The point itself looks very much like the Land's End; indeed, the formation is the same. Blocks and blocks of stern, sterile, massive granite are piled up by nature, one on top of another in wild confusion, and yet apparently not quite devoid of order. No doubt, softer stone in the interstices once existed which has been washed away or decomposed, leaving the harder material separate or separable. To a primitive people absolutely ignorant of natural causes such weirdly wild spots seemed the result of the operations of giants or the devil. The old Celts in Cornwall preferred to refer these strange freaks of nature to giants. The Irish Celts prefer to attribute them to the devil. This is just one of those subtile differences between the two branches of the race.

The stone is a more or less rectangular cube, not on the top of the headland, but one amongst several others equally big, on the south side of the last little valley. It has been variously estimated to weigh ninety tons (Stockdale), sixty to seventy tons (Blight), sixty-five tons (Redding), over seventy tons" (Tregellas). Such is the value of expert, or would-be expert, evidence!

Just behind it is a group of rocks which looks startlingly like an enormous turtle-truncated head, body, and all complete.

The bore-holes in the rocks around and remains of iron bolts still are there to prevent the lieutenant's silly feat sinking into oblivion.

The stone can be moved by placing your shoulder under its south-west corner, and the ascent-an extremely difficult one-is rendered more arduous by reason of the smoothness of the rocks acquired by the constant friction of the sightseers going up and down. I advise those desirous of reaching the actual rock to wear rubber-soled shoes, as those cling best to such slippery surfaces. An iron bolt underneath the rock now prevents it from being pushed over again.

Most people content themselves with viewing the stone from the eminence overlooking the final valley, which also is worn smooth from the constant friction of thousands of feet each year. From here the view is magnificent. All

around in the immediate vicinity lie incipient logan rocks in slow process of formation. On the right, at the end of the headland, is a Marconi's pole, thin and attenuated and weirdly out of place. In a bay right round to the west is the lovely sandy cove, nearly quite enclosed by precipices, Porth Curnow, where the Eastern Telegraph cables emerge from the sea and are waited on by some four hundred servants. Ships constantly pass and repass in the offing; the Lizard stretches out as a far low-lying point on the left as you face the ocean. It is said the Princess of Wales' ventured down into the valley and visited the Logan Stone ; but if a similar expedition be much desired by the masses it would be quite easy to run a short iron bridge across right to the stone itself, and judging by the number of persons visiting the spot, a toll of a penny or twopence would soon repay the outlay.

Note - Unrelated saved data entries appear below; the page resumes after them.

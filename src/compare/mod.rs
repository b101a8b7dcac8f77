//! 比较评分模块：对聚合结果中的成功响应做两两相似度、完整度评分与排序，不修改聚合结果。
//!
//! # Comparison/Scoring Engine
//!
//! Post-processes an [`AggregateResult`] into pairwise similarity, a
//! completeness signal (response length relative to the longest response)
//! and a ranking. The aggregate is only read.
//!
//! Fewer than two successful responses yield
//! [`ComparisonReport::NotComparable`] instead of an error.
//!
//! ## Example
//!
//! ```rust
//! use ai_lib_fanout::compare::{ComparisonEngine, ComparisonReport};
//! use ai_lib_fanout::types::{AggregateResult, BackendResponse, BackendResult, SlotKey};
//! use std::time::Duration;
//!
//! let mut agg = AggregateResult::new("run", vec!["a".into(), "b".into()]);
//! for name in ["a", "b"] {
//!     let resp = BackendResponse::text("the cat sat on the mat");
//!     agg.record(BackendResult::success(SlotKey::new(name, 0), resp, Duration::from_millis(5), 1)).unwrap();
//! }
//! match ComparisonEngine::new().compare(&agg) {
//!     ComparisonReport::Compared(c) => assert_eq!(c.pairs[0].similarity, 1.0),
//!     ComparisonReport::NotComparable { .. } => unreachable!(),
//! }
//! ```

use crate::types::{AggregateResult, BackendResult, SlotKey};
use serde::Serialize;
use std::cmp::Ordering;
use std::collections::{HashMap, HashSet};

/// Text similarity measure. Both map identical texts to 1.0 and texts with
/// disjoint vocabularies to 0.0.
#[derive(Debug, Clone, Copy, PartialEq, Eq, Default, Serialize)]
#[serde(rename_all = "snake_case")]
pub enum SimilarityMetric {
    /// Shared distinct words over all distinct words.
    #[default]
    Jaccard,
    /// Cosine of word-frequency vectors.
    Cosine,
}

/// Lowercased alphanumeric words.
fn words(text: &str) -> impl Iterator<Item = String> + '_ {
    text.split(|c: char| !c.is_alphanumeric())
        .filter(|w| !w.is_empty())
        .map(|w| w.to_lowercase())
}

pub fn jaccard_similarity(a: &str, b: &str) -> f64 {
    let sa: HashSet<String> = words(a).collect();
    let sb: HashSet<String> = words(b).collect();
    if sa.is_empty() && sb.is_empty() {
        return 1.0;
    }
    let shared = sa.intersection(&sb).count();
    let union = sa.union(&sb).count();
    shared as f64 / union as f64
}

pub fn cosine_similarity(a: &str, b: &str) -> f64 {
    let mut ta: HashMap<String, f64> = HashMap::new();
    let mut tb: HashMap<String, f64> = HashMap::new();
    for w in words(a) {
        *ta.entry(w).or_default() += 1.0;
    }
    for w in words(b) {
        *tb.entry(w).or_default() += 1.0;
    }
    if ta.is_empty() && tb.is_empty() {
        return 1.0;
    }
    let dot: f64 = ta
        .iter()
        .filter_map(|(w, x)| tb.get(w).map(|y| x * y))
        .sum();
    let mag = |m: &HashMap<String, f64>| m.values().map(|x| x * x).sum::<f64>().sqrt();
    let (ma, mb) = (mag(&ta), mag(&tb));
    if ma == 0.0 || mb == 0.0 {
        return 0.0;
    }
    (dot / (ma * mb)).min(1.0)
}

impl SimilarityMetric {
    pub fn score(&self, a: &str, b: &str) -> f64 {
        match self {
            SimilarityMetric::Jaccard => jaccard_similarity(a, b),
            SimilarityMetric::Cosine => cosine_similarity(a, b),
        }
    }
}

#[derive(Debug, Clone, PartialEq, Serialize)]
pub struct PairwiseSimilarity {
    pub left: SlotKey,
    pub right: SlotKey,
    pub similarity: f64,
}

#[derive(Debug, Clone, PartialEq, Serialize)]
pub struct RankedResponse {
    /// 1-based.
    pub rank: usize,
    pub slot: SlotKey,
    /// Length relative to the longest successful response, in `[0, 1]`.
    pub completeness: f64,
    /// Mean similarity to every other successful response.
    pub agreement: f64,
    pub score: f64,
    pub latency_ms: u64,
}

#[derive(Debug, Clone, PartialEq, Serialize)]
pub struct Comparison {
    pub metric: SimilarityMetric,
    pub pairs: Vec<PairwiseSimilarity>,
    pub ranking: Vec<RankedResponse>,
    /// The response that agrees most with the rest.
    pub consensus: SlotKey,
    pub mean_similarity: f64,
}

impl Comparison {
    pub fn similarity(&self, a: &SlotKey, b: &SlotKey) -> Option<f64> {
        self.pairs
            .iter()
            .find(|p| (&p.left == a && &p.right == b) || (&p.left == b && &p.right == a))
            .map(|p| p.similarity)
    }

    pub fn winner(&self) -> Option<&RankedResponse> {
        self.ranking.first()
    }
}

#[derive(Debug, Clone, PartialEq, Serialize)]
#[serde(tag = "status", rename_all = "snake_case")]
pub enum ComparisonReport {
    NotComparable { successes: usize, reason: String },
    Compared(Comparison),
}

impl ComparisonReport {
    pub fn is_comparable(&self) -> bool {
        matches!(self, ComparisonReport::Compared(_))
    }

    pub fn comparison(&self) -> Option<&Comparison> {
        match self {
            ComparisonReport::Compared(c) => Some(c),
            ComparisonReport::NotComparable { .. } => None,
        }
    }
}

/// Scores successful responses of one run.
///
/// `score = agreement_weight * agreement + completeness_weight * completeness`,
/// ranked by score, then lower latency, then configuration order.
#[derive(Debug, Clone)]
pub struct ComparisonEngine {
    metric: SimilarityMetric,
    agreement_weight: f64,
    completeness_weight: f64,
}

impl Default for ComparisonEngine {
    fn default() -> Self {
        Self {
            metric: SimilarityMetric::Jaccard,
            agreement_weight: 0.5,
            completeness_weight: 0.5,
        }
    }
}

impl ComparisonEngine {
    pub fn new() -> Self {
        Self::default()
    }

    pub fn with_metric(mut self, metric: SimilarityMetric) -> Self {
        self.metric = metric;
        self
    }

    /// Negative weights are treated as zero.
    pub fn with_weights(mut self, agreement: f64, completeness: f64) -> Self {
        self.agreement_weight = agreement.max(0.0);
        self.completeness_weight = completeness.max(0.0);
        self
    }

    pub fn compare(&self, aggregate: &AggregateResult) -> ComparisonReport {
        let ok: Vec<(&BackendResult, &str)> = aggregate
            .successes()
            .filter_map(|r| r.text().map(|t| (r, t)))
            .collect();
        if ok.len() < 2 {
            return ComparisonReport::NotComparable {
                successes: ok.len(),
                reason: format!("need at least 2 successful responses, got {}", ok.len()),
            };
        }

        let n = ok.len();
        let mut matrix = vec![vec![1.0f64; n]; n];
        let mut pairs = Vec::with_capacity(n * (n - 1) / 2);
        for i in 0..n {
            for j in (i + 1)..n {
                let s = self.metric.score(ok[i].1, ok[j].1);
                matrix[i][j] = s;
                matrix[j][i] = s;
                pairs.push(PairwiseSimilarity {
                    left: ok[i].0.key(),
                    right: ok[j].0.key(),
                    similarity: s,
                });
            }
        }

        let max_len = ok.iter().map(|(_, t)| t.chars().count()).max().unwrap_or(0);
        let mut ranking: Vec<(usize, RankedResponse)> = ok
            .iter()
            .enumerate()
            .map(|(i, (r, text))| {
                let agreement =
                    (0..n).filter(|&j| j != i).map(|j| matrix[i][j]).sum::<f64>() / (n - 1) as f64;
                let completeness = if max_len == 0 {
                    1.0
                } else {
                    text.chars().count() as f64 / max_len as f64
                };
                let score =
                    self.agreement_weight * agreement + self.completeness_weight * completeness;
                (
                    i,
                    RankedResponse {
                        rank: 0,
                        slot: r.key(),
                        completeness,
                        agreement,
                        score,
                        latency_ms: r.latency_ms,
                    },
                )
            })
            .collect();

        let consensus = ranking
            .iter()
            .max_by(|(ia, a), (ib, b)| {
                a.agreement
                    .partial_cmp(&b.agreement)
                    .unwrap_or(Ordering::Equal)
                    // earlier slot wins a tie
                    .then_with(|| ib.cmp(ia))
            })
            .map(|(_, r)| r.slot.clone())
            .unwrap_or_else(|| ok[0].0.key());

        ranking.sort_by(|(ia, a), (ib, b)| {
            b.score
                .partial_cmp(&a.score)
                .unwrap_or(Ordering::Equal)
                .then_with(|| a.latency_ms.cmp(&b.latency_ms))
                .then_with(|| ia.cmp(ib))
        });
        let ranking: Vec<RankedResponse> = ranking
            .into_iter()
            .enumerate()
            .map(|(pos, (_, mut r))| {
                r.rank = pos + 1;
                r
            })
            .collect();

        let mean_similarity = pairs.iter().map(|p| p.similarity).sum::<f64>() / pairs.len() as f64;
        ComparisonReport::Compared(Comparison {
            metric: self.metric,
            pairs,
            ranking,
            consensus,
            mean_similarity,
        })
    }
}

Nearer the land end of Treryn Castle on the western side is the Lady Logan Rock, which sways more easily than the other and can be pushed with one hand into motion. This monolith is oblong, broad, and narrow, bifurcated for some three feet at the top, and stands some twelve feet high from its basin on the granite block beneath.

There are many other logan and rocking stones, such as that at Boisistan and Zennor, and I have seen a much bigger one in the Scilly Isles, where there are so many that they are not thought much of.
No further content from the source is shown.